CVE-2024-0408 is a vulnerability discovered in the X.Org server, specifically in version 21.1.0, related to the GLX PBuffer implementation. The issue stems from the GLX PBuffer code failing to invoke the X Access Control Extension (XACE) hook during buffer creation. The XACE hook is responsible for labeling resources with security identifiers (SIDs) used by SELinux for access control. Because the buffer is created without this labeling, it remains unlabeled. When a client later issues requests that access this buffer—such as GetGeometry or creating a Graphics Context (GC) that references the buffer—the XSELINUX module attempts to use the SID associated with the resource. Since the SID is NULL due to the missing label, the code crashes, causing the X.Org server to terminate unexpectedly. This results in a denial of service (DoS) condition. The vulnerability requires local access with low privileges (PR:L) and does not require user interaction (UI:N). The attack vector is local (AV:L), and the vulnerability does not affect confidentiality or integrity but impacts availability. The CVSS v3.1 base score is 5.5 (medium severity). No known exploits have been reported in the wild. The flaw highlights a gap in the security labeling process within the X.Org server's GLX PBuffer resource management, particularly in environments enforcing SELinux policies.

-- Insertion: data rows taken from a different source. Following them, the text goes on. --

//! # In-Memory Cache Store
//!
//! An in-process [`CacheStore`] with the same observable behavior as the
//! Redis store: keyed product snapshots, an explicit index flag, and
//! filter semantics shared with the primary read path.
//!
//! Two test affordances are built in: `set_failing` makes every subsequent
//! call fail (simulating an unreachable cache), and `write_count` exposes
//! how many mutations the store has seen (to assert that warm-cache
//! reconciliation performs none).

use std::collections::HashMap;
use std::sync::atomic::{AtomicBool, AtomicU64, Ordering};

use async_trait::async_trait;
use parking_lot::RwLock;
use uuid::Uuid;

use crate::cache::{CacheError, CacheSearchResult, CacheStore};
use crate::models::{Product, ProductFilter};

/// In-process cache store with fault injection
#[derive(Debug, Default)]
pub struct MemoryCacheStore {
    entries: RwLock<HashMap<Uuid, Product>>,
    index_created: AtomicBool,
    failing: AtomicBool,
    writes: AtomicU64,
}

impl MemoryCacheStore {
    pub fn new() -> Self {
        Self::default()
    }

    /// Make every subsequent call fail, as an unreachable backend would
    pub fn set_failing(&self, failing: bool) {
        self.failing.store(failing, Ordering::Release);
    }

    /// Number of mutating calls (set/delete/flush) observed
    pub fn write_count(&self) -> u64 {
        self.writes.load(Ordering::Acquire)
    }

    /// Whether `create_index` has been called since the last flush
    pub fn index_created(&self) -> bool {
        self.index_created.load(Ordering::Acquire)
    }

    fn check_available(&self) -> Result<(), CacheError> {
        if self.failing.load(Ordering::Acquire) {
            Err(CacheError::Backend("injected cache failure".to_string()))
        } else {
            Ok(())
        }
    }

    fn record_write(&self) {
        self.writes.fetch_add(1, Ordering::AcqRel);
    }
}

#[async_trait]
impl CacheStore for MemoryCacheStore {
    async fn ping(&self) -> Result<(), CacheError> {
        self.check_available()
    }

    async fn get(&self, product_id: Uuid) -> Result<Option<Product>, CacheError> {
        self.check_available()?;
        Ok(self.entries.read().get(&product_id).cloned())
    }

    async fn set(&self, product: &Product) -> Result<(), CacheError> {
        self.check_available()?;
        self.record_write();
        self.entries
            .write()
            .insert(product.product_id, product.clone());
        Ok(())
    }

    async fn delete(&self, product_id: Uuid) -> Result<(), CacheError> {
        self.check_available()?;
        self.record_write();
        self.entries.write().remove(&product_id);
        Ok(())
    }

    async fn has_any_entries(&self) -> Result<bool, CacheError> {
        self.check_available()?;
        Ok(!self.entries.read().is_empty())
    }

    async fn flush_all(&self) -> Result<(), CacheError> {
        self.check_available()?;
        self.record_write();
        self.entries.write().clear();
        self.index_created.store(false, Ordering::Release);
        Ok(())
    }

    async fn create_index(&self) -> Result<(), CacheError> {
        self.check_available()?;
        self.index_created.store(true, Ordering::Release);
        Ok(())
    }

    async fn search(
        &self,
        filter: &ProductFilter,
        offset: u64,
        limit: u64,
    ) -> Result<CacheSearchResult, CacheError> {
        self.check_available()?;

        let mut matching: Vec<Product> = self
            .entries
            .read()
            .values()
            .filter(|p| filter.matches(p))
            .cloned()
            .collect();
        // Same listing order as the primary path so the two read paths are
        // indistinguishable to callers.
        matching.sort_by(|a, b| {
            let price_a = a.price.unwrap_or(i64::MIN);
            let price_b = b.price.unwrap_or(i64::MIN);
            price_b
                .cmp(&price_a)
                .then_with(|| a.product_id.cmp(&b.product_id))
        });

        let total = matching.len() as u64;
        let products = matching
            .into_iter()
            .skip(offset as usize)
            .take(limit as usize)
            .collect();
        Ok(CacheSearchResult { total, products })
    }
}

#[cfg(test)]
mod tests {
    use super::*;
    use crate::models::Category;

    fn product(name: &str, price: i64) -> Product {
        Product {
            product_id: Uuid::new_v4(),
            name: name.to_string(),
            quantity: 1,
            category: Some(Category::Tech),
            tags: vec!["gadget".to_string()],
            price: Some(price),
            is_active: true,
            vendor: None,
            created_at: chrono::Utc::now().naive_utc(),
            updated_at: chrono::Utc::now().naive_utc(),
        }
    }

    #[tokio::test]
    async fn injected_failure_fails_every_call() {
        let store = MemoryCacheStore::new();
        store.set(&product("usb hub", 25)).await.expect("set");

        store.set_failing(true);
        assert!(store.ping().await.is_err());
        assert!(store.search(&ProductFilter::default(), 0, 10).await.is_err());

        store.set_failing(false);
        assert!(store.ping().await.is_ok());
    }

    #[tokio::test]
    async fn search_paginates_after_sorting() {
        let store = MemoryCacheStore::new();
        for (name, price) in [("alpha cable", 10), ("beta cable", 30), ("gamma cable", 20)] {
            store.set(&product(name, price)).await.expect("set");
        }

        let page = store
            .search(&ProductFilter::default(), 1, 1)
            .await
            .expect("search");
        assert_eq!(page.total, 3);
        assert_eq!(page.products.len(), 1);
        assert_eq!(page.products[0].name, "gamma cable");
    }

    #[tokio::test]
    async fn flush_clears_entries_and_index() {
        let store = MemoryCacheStore::new();
        store.set(&product("usb hub", 25)).await.expect("set");
        store.create_index().await.expect("index");
        assert!(store.index_created());

        store.flush_all().await.expect("flush");
        assert!(!store.index_created());
        assert!(!store.has_any_entries().await.expect("probe"));
    }
}
use tracing::info_span;

use crate::context::Context;
use crate::error::Result;
use crate::hmm::{Token, TrainingSet};

pub mod baum_welch;
pub mod convergence;
pub mod forward_backward;
pub mod init;
pub mod vq;

pub use convergence::{ConvergenceController, Termination, TrainingOutcome};

/// Trains one left-to-right model on `tokens` with the state and mixture
/// counts of the context configuration.
pub fn train(ctx: &mut Context, tokens: &[Token]) -> Result<TrainingOutcome> {
    let span = info_span!("train", tokens = tokens.len(), nstates = ctx.config.nstates, nmix = ctx.config.nmix);
    let _enter = span.enter();

    ctx.config.validate()?;
    let set = TrainingSet::new(tokens)?;
    let hmm = init::initialize(ctx, &set)?;
    let mut reestimator = baum_welch::Reestimator::new(&set, ctx.config.nstates, ctx.config.nmix)?;
    let controller = ConvergenceController::new(&ctx.config, &hmm);
    Ok(controller.run(ctx, &mut reestimator, &set, hmm))
}

#[cfg(test)]
pub(crate) mod testing {
    use ndarray::{Array2, Array3};

    use crate::hmm::{Hmm, Token};

    pub fn toy_hmm() -> Hmm {
        let a = ndarray::array![[0.6, 0.4], [0.7, 0.3], [0.5, 0.5]];
        let weights = ndarray::array![[0.3, 0.7], [0.5, 0.5], [0.9, 0.1]];
        let means = Array3::from_shape_fn((3, 2, 2), |(s, m, d)| 0.4 * s as f64 - 0.5 + 0.3 * m as f64 - 0.2 * d as f64);
        let variances = Array3::from_shape_fn((3, 2, 2), |(s, m, d)| 0.5 + 0.25 * (s + m + d) as f64);
        Hmm::from_parts(a, weights, means, variances).unwrap()
    }

    pub fn sine_token(len: usize, phase: f64) -> Token {
        let frames = Array2::from_shape_fn((len, 2), |(t, d)| {
            let t = t as f64;
            if d == 0 { (0.5 * t + phase).sin() } else { 0.8 * (0.3 * t + phase).cos() }
        });
        Token::new(frames).unwrap()
    }

    /// Four tokens drifting through three regimes in two dimensions.
    pub fn regime_tokens() -> Vec<Token> {
        let bases = [(0.0, 1.0), (3.0, -2.0), (-2.0, 4.0)];
        [18usize, 21, 24, 27]
            .iter()
            .enumerate()
            .map(|(k, &len)| {
                let k = k as f64;
                let frames = Array2::from_shape_fn((len, 2), |(t, d)| {
                    let (x, y) = bases[(3 * t / len).min(2)];
                    let t = t as f64;
                    if d == 0 {
                        x + 0.7 * (1.3 * t + 0.9 * k).sin() + 0.2 * (3.1 * t * k + 0.4).cos()
                    } else {
                        y + 0.5 * (0.7 * t + 1.7 * k).cos() + 0.3 * (2.3 * t + k).sin()
                    }
                });
                Token::new(frames).unwrap()
            })
            .collect()
    }
}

The primary impact of CVE-2024-0408 is a denial of service condition affecting systems running X.Org server version 21.1.0 with SELinux enabled. An attacker with local access and low privileges can trigger a crash of the X.Org server by exploiting the unlabeled GLX PBuffer resource, causing service disruption. This can interrupt graphical sessions, potentially impacting users and applications relying on the X server for graphical output. While the vulnerability does not allow privilege escalation, data leakage, or code execution, the loss of availability can affect productivity and system stability, especially on multi-user systems or critical infrastructure relying on graphical interfaces. Organizations with Linux desktops, workstations, or servers using X.Org with SELinux enforcing mode are at risk. The lack of user interaction requirement means the attack can be automated or scripted by a local attacker. No remote exploitation is possible, limiting the scope to local users. The absence of known exploits reduces immediate risk but does not eliminate the need for remediation.

To mitigate CVE-2024-0408, organizations should apply patches or updates from their Linux distribution vendors as soon as they become available, ensuring the X.Org server version is upgraded beyond 21.1.0 or the specific fix is applied. In the absence of patches, administrators can consider temporarily disabling SELinux enforcement for the X.Org server process, though this reduces overall system security and should be a last resort. Restricting local user access to trusted personnel and limiting unprivileged user capabilities can reduce exploitation risk. Monitoring for crashes or abnormal X.Org server restarts can help detect attempted exploitation. Additionally, reviewing and hardening local access controls and sandboxing graphical applications may limit the impact. System administrators should also ensure that logging and alerting for X.Org server failures are enabled to facilitate rapid incident response. Coordination with Linux distribution security advisories is recommended for timely updates.